The Soal: The Guts of the Matter

"Colts noticed his feet looked of rubber," the soldier replied.

"Looked of rubber?" I asked.

"Yeah... its one of the warning signs..." he continued, "according the the investigators limbs looking of rubber are a common symptom: it means that their skin is hanging off of them and being changed from the new guts inside of them."  He then looked into his mug and went quiet.



Rubber feet.  I couldn't help but think that if it manifested into a physical ailment that was visible on the body as to bizarre or abnormal behaviour, I had to ask how would Nana miss that?  After all, as she was the wife, she's had to see her husband's feet at some point.  This was good, or so I thought, for it meant that I had pinpointed when the soal took Darmon's body: it was during his more recent staying at the barracks.

I asked the soldier if there was any sign of personality change.  He shook his head.  "it surprised all of us... if it wasn't for Lieutenant Colts it would have gone unnoticed."

I assumed that it was missed because soldiers wear boots: you wouldn't be looking at feet.  Still, no personality change... at all?

"Not even something that could be shell shock or home-sickness?" I asked the soldier.

"Nothing..." he's voice whimpered off.  I was getting a little scared at this point.  "So, how did Lieutenant Colts find out?" I asked.

"In the barracks," he replied, "the two were talking by the stairwell that lead from the mess to the bedrooms.  Then Colts called out 'Soal!  Soal!  DelVora is a soal!'  Everyone looked, and we saw DelVora there with his left boot off, revealing a rubber foot."

"Did you take it to an investigator?" I asked.  He told me they didn't.  "Colts told us that in the time it took to investigate the sergeant would be killing us and sending his soal buddies after us," was the justification.

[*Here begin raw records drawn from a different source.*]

use core::fmt;
use nalgebra::{DVectorView, DVectorViewMut, RealField, Scalar};
use std::error::Error;

use crate::LinearOperator;

/// Tolerances shared by all Krylov solvers.
///
/// A solve has converged once the (possibly preconditioned) residual norm satisfies
/// `||r|| <= max(rel_tol * ||r_0||, abs_tol)`.
#[derive(Debug, Copy, Clone, PartialEq)]
pub struct KrylovSettings<T> {
    pub max_iter: Option<usize>,
    pub rel_tol: T,
    pub abs_tol: T,
}

impl Default for KrylovSettings<f64> {
    fn default() -> Self {
        Self {
            max_iter: Some(2500),
            rel_tol: 1e-10,
            abs_tol: 1e-30,
        }
    }
}

impl<T: RealField + Copy> KrylovSettings<T> {
    pub fn goal(&self, initial_norm: T) -> T {
        (self.rel_tol * initial_norm).max(self.abs_tol)
    }

    pub(crate) fn max_iter_reached(&self, iterations: usize) -> bool {
        self.max_iter
            .map(|max_iter| iterations >= max_iter)
            .unwrap_or(false)
    }
}

#[non_exhaustive]
#[derive(Debug, Clone)]
pub struct KrylovOutput<T> {
    /// Number of iterations of the solver.
    ///
    /// Corresponds to the number of updates made to the (initial) solution vector.
    pub num_iterations: usize,
    /// Norm of the residual that the convergence check was applied to.
    pub residual_norm: T,
}

impl<T> KrylovOutput<T> {
    pub(crate) fn new(residual_norm: T) -> Self {
        Self {
            num_iterations: 0,
            residual_norm,
        }
    }
}

#[derive(Debug)]
#[non_exhaustive]
pub enum SolveErrorKind {
    OperatorError(Box<dyn Error>),
    PreconditionerError(Box<dyn Error>),
    IndefiniteOperator,
    IndefinitePreconditioner,
    Breakdown,
    MaxIterationsReached { max_iter: usize },
}

impl fmt::Display for SolveErrorKind {
    fn fmt(&self, f: &mut fmt::Formatter<'_>) -> fmt::Result {
        match self {
            Self::OperatorError(err) => {
                write!(f, "Error applying operator: ")?;
                err.fmt(f)
            }
            Self::PreconditionerError(err) => {
                write!(f, "Error applying preconditioner: ")?;
                err.fmt(f)
            }
            Self::IndefiniteOperator => write!(f, "Operator appears to be indefinite"),
            Self::IndefinitePreconditioner => write!(f, "Indefinite preconditioner"),
            Self::Breakdown => write!(f, "Krylov iteration broke down"),
            Self::MaxIterationsReached { max_iter } => {
                write!(f, "Max iterations ({}) reached.", max_iter)
            }
        }
    }
}

#[non_exhaustive]
#[derive(Debug)]
pub struct SolveError<T> {
    pub output: KrylovOutput<T>,
    pub kind: SolveErrorKind,
}

impl<T> SolveError<T> {
    pub(crate) fn new(output: KrylovOutput<T>, kind: SolveErrorKind) -> Self {
        Self { output, kind }
    }

    /// Whether the solve only failed to meet its tolerance.
    ///
    /// The solution vector then holds the last iterate, which is usually still a useful
    /// (inexact) correction.
    pub fn is_max_iterations_reached(&self) -> bool {
        matches!(self.kind, SolveErrorKind::MaxIterationsReached { .. })
    }
}

impl<T> fmt::Display for SolveError<T> {
    fn fmt(&self, f: &mut fmt::Formatter<'_>) -> fmt::Result {
        write!(f, "Krylov solve failed after {} iterations. ", self.output.num_iterations)?;
        write!(f, "Error: {}", self.kind)
    }
}

impl<T: fmt::Debug> std::error::Error for SolveError<T> {}

/// y = Ax
pub(crate) fn apply_operator<'a, T, A>(
    y: impl Into<DVectorViewMut<'a, T>>,
    a: &'a A,
    x: impl Into<DVectorView<'a, T>>,
) -> Result<(), Box<dyn Error>>
where
    T: Scalar,
    A: LinearOperator<T>,
{
    a.apply(y.into(), x.into())
}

I had later looked up the soal in relation to other crimes.  There was no coloration.

So I asked him, "So then what?"

Ladies, gentleman, would you like to know exactly what 'extraction' means?  I warn you, its pretty graphic.  The account, to the best of my memory.

"We bullrushed him.  Two other soldiers carried him into the infirmary, kicking and screaming, and they held him against the wall while Colts, with a mallet and some nails, nailed him by the wrists to the wall... to steady him.  He armor was undone down to his underwear.  Then Colts grabbed a scalpel.  He took it and, in mail gloves, shoved this into DelVora's mouth.

"We could see DelVora try to bite down and his muffled screams could be heard from the hall as Colts just started to pull DelVora's throat out through his mouth.  Then the screams stop when we started to see his lungs come out.  Next was the esophagus.  We could see him twitching as his innerds were being pulled through his mouth.  The terror that those guts were his could be seen in DelVora's eyes.

"He stopped moving at some point, about halfway through extracting his intestines.  I'm not sure when he died.  When Colts was done, with the heart being along the last of the organs ripped out through the mouth orifice, the guts where put in a bag and his skin and bones were placed in a body-bag and the guts bag was taken to be burned in the furnace."

I thought what some of you are thinking now: How barbaric.  I mean, soal or not, some humanity would be nice.  Nevertheless, the line that stop me believing that Sergeant Darmon DelVora was one, was when the soldier said to me that he noticed that the feet were no longer rubber.  Neither foot.

"I made a point of it to several of my mates, but they completely believed the Lieutenant," he went one, "I feared pushing the subject would have me share DelVore's fate.

So there was a strong possiblity that Darmon was not a soal at all, however I was getting a suspesious feeling that Lieutenant Colts was a grudge informer, who insited a lynch mob to kill Darmon.  But why?

I continued to entertain the idea that Colts might have been mistaken, that is until I got home and spoke to Nana.

When asked she told me she didn't see any of the signs of soal on her husband.  She knew them better than I did.  However, when I asked her if she knew any of his squad mates?

"Oh, I've met some of them a few times," she tells me, "though recently I've been getting letters from his commanding officer, Seymore Colts.  Their mostly condolences, but the last couple... I think he wants to date me."